Lu J, Philpott D J, Saunders P R, Perdue M H, Yang P C, McKay D M
Intestinal Disease Research Programme, McMaster University, Hamilton, Ontario, Canada.
J Pharmacol Exp Ther. 1998 Oct;287(1):128-36.
Many studies have indicated an association between bacteria and the severity of enteric secretory or inflammatory disorders. We previously showed that monolayers of human T84 epithelial cells display altered ion transport and permeability after coculture with Staphylococcus aureus enterotoxin B (SEB, a model superantigen)-activated immune cells, where interferon-gamma and tumor necrosis factor-alpha were key mediators in the pathophysiology. Here we examined whether the regulatory Th2-type cytokines, interleukin (IL)-10 and IL-4, could prevent these epithelial irregularities. T84 monolayers were cocultured with human peripheral blood mononuclear cells (PBMC) or T cell-enriched, monocyte-depleted PBMC (T + B cells) +/- SEB for 20 hr in the presence or absence of IL-10 or IL-4. Subsequently, T84 monolayers were mounted in Ussing chambers and ion transport (short-circuit current (Isc) and DeltaIsc evoked by forskolin) and permeability (ion resistance and probe fluxes) were assessed. IL-10 dose-dependently inhibited the increased T84 permeability and the reduced responsiveness to forskolin that were evoked by coculture with SEB-activated PBMC or T + B cells.
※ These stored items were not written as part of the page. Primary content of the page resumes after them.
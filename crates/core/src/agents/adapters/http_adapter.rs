//! Adapter for OpenAI-compatible chat-completions endpoints.

use crate::agents::base::{Agent, AgentError, AgentRequest};
use crate::agents::prompt::{render_prompt, Persona};
use async_trait::async_trait;
use dk_protocol::agent_models::AgentDefinition;
use std::time::Duration;
use tracing::debug;

/// Longest slice of an error body carried into an `AgentError`.
const MAX_ERROR_BODY: usize = 500;

pub struct HttpAdapter {
    persona: Persona,
    endpoint: String,
    model: String,
    api_key_env: Option<String>,
    temperature: Option<f32>,
    client: reqwest::Client,
}

impl HttpAdapter {
    pub fn new(
        persona: Persona,
        endpoint: String,
        model: String,
        api_key_env: Option<String>,
    ) -> Result<Self, AgentError> {
        // call deadlines come from the retry wrapper
        let client = reqwest::Client::builder()
            .connect_timeout(Duration::from_secs(30))
            .build()
            .map_err(|e| AgentError::ExecutionError(format!("Failed to build HTTP client: {e}")))?;

        Ok(Self {
            persona,
            endpoint,
            model,
            api_key_env,
            temperature: None,
            client,
        })
    }

    pub fn from_definition(definition: &AgentDefinition) -> Result<Self, AgentError> {
        let endpoint = definition.endpoint.clone().ok_or_else(|| {
            AgentError::NotAvailable(format!(
                "Agent '{}' uses the http backend but has no endpoint",
                definition.name
            ))
        })?;

        let mut adapter = Self::new(
            Persona::from(definition),
            endpoint,
            definition.model.clone(),
            definition.api_key_env.clone(),
        )?;
        adapter.temperature = definition.temperature;
        Ok(adapter)
    }

    fn api_key(&self) -> Option<String> {
        let var = self.api_key_env.as_ref()?;
        std::env::var(var).ok().filter(|key| !key.trim().is_empty())
    }

    fn body(&self, request: &AgentRequest) -> serde_json::Value {
        let mut body = serde_json::json!({
            "model": self.model,
            "messages": [
                { "role": "user", "content": render_prompt(&self.persona, request) }
            ],
        });
        if let Some(temperature) = self.temperature {
            body["temperature"] = serde_json::json!(temperature);
        }
        body
    }
}

/// Map an unsuccessful HTTP status to the error taxonomy.
pub(crate) fn classify_status(status: u16, body: &str) -> AgentError {
    let message: String = body.trim().chars().take(MAX_ERROR_BODY).collect();
    match status {
        429 => AgentError::RateLimited(message),
        401 | 403 => AgentError::Auth(format!("HTTP {status}: {message}")),
        408 | 425 | 500..=599 => AgentError::Transport(format!("HTTP {status}: {message}")),
        _ => AgentError::Api { status, message },
    }
}

/// Pull `choices[0].message.content` out of a chat-completions response.
pub(crate) fn extract_content(response: &serde_json::Value) -> Result<String, AgentError> {
    response["choices"][0]["message"]["content"]
        .as_str()
        .map(str::to_string)
        .ok_or_else(|| {
            AgentError::StreamParseError(
                "Response has no choices[0].message.content".to_string(),
            )
        })
}

#[async_trait]
impl Agent for HttpAdapter {
    async fn check_availability(&self) -> bool {
        match &self.api_key_env {
            Some(_) => self.api_key().is_some(),
            None => true,
        }
    }

    async fn respond(&self, request: &AgentRequest) -> Result<String, AgentError> {
        let mut call = self.client.post(&self.endpoint).json(&self.body(request));

        if let Some(var) = &self.api_key_env {
            let key = self.api_key().ok_or_else(|| {
                AgentError::NotAvailable(format!("Environment variable {var} is not set"))
            })?;
            call = call.bearer_auth(key);
        }

        debug!(endpoint = %self.endpoint, model = %self.model, "sending chat completion request");

        let response = call
            .send()
            .await
            .map_err(|e| AgentError::Transport(e.to_string()))?;

        let status = response.status();
        if !status.is_success() {
            let body = response.text().await.unwrap_or_default();
            return Err(classify_status(status.as_u16(), &body));
        }

        let json: serde_json::Value = response
            .json()
            .await
            .map_err(|e| AgentError::StreamParseError(e.to_string()))?;

        extract_content(&json)
    }
}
Similar changes in T84 function occurred in response to conditioned medium from SEB-activated immune cells; however, addition of IL-10 to the conditioned medium did not prevent the changes in epithelial function. In contrast, when PBMC were stimulated with SEB in the presence of IL-10, the subsequent conditioned medium was less effective in evoking altered epithelial function. These data suggest that the affect of IL-10 was due to effects on the immune cells and not directly on the epithelium. In contrast to IL-10, IL-4 did not ameliorate any of the immune-mediated changes in T84 function. We conclude that IL-10 can reduce the epithelial functional changes caused by SEB-activated immune cells and this data adds further support for IL-10 immunotherapy in the treatment of intestinal secretory or inflammatory disorders.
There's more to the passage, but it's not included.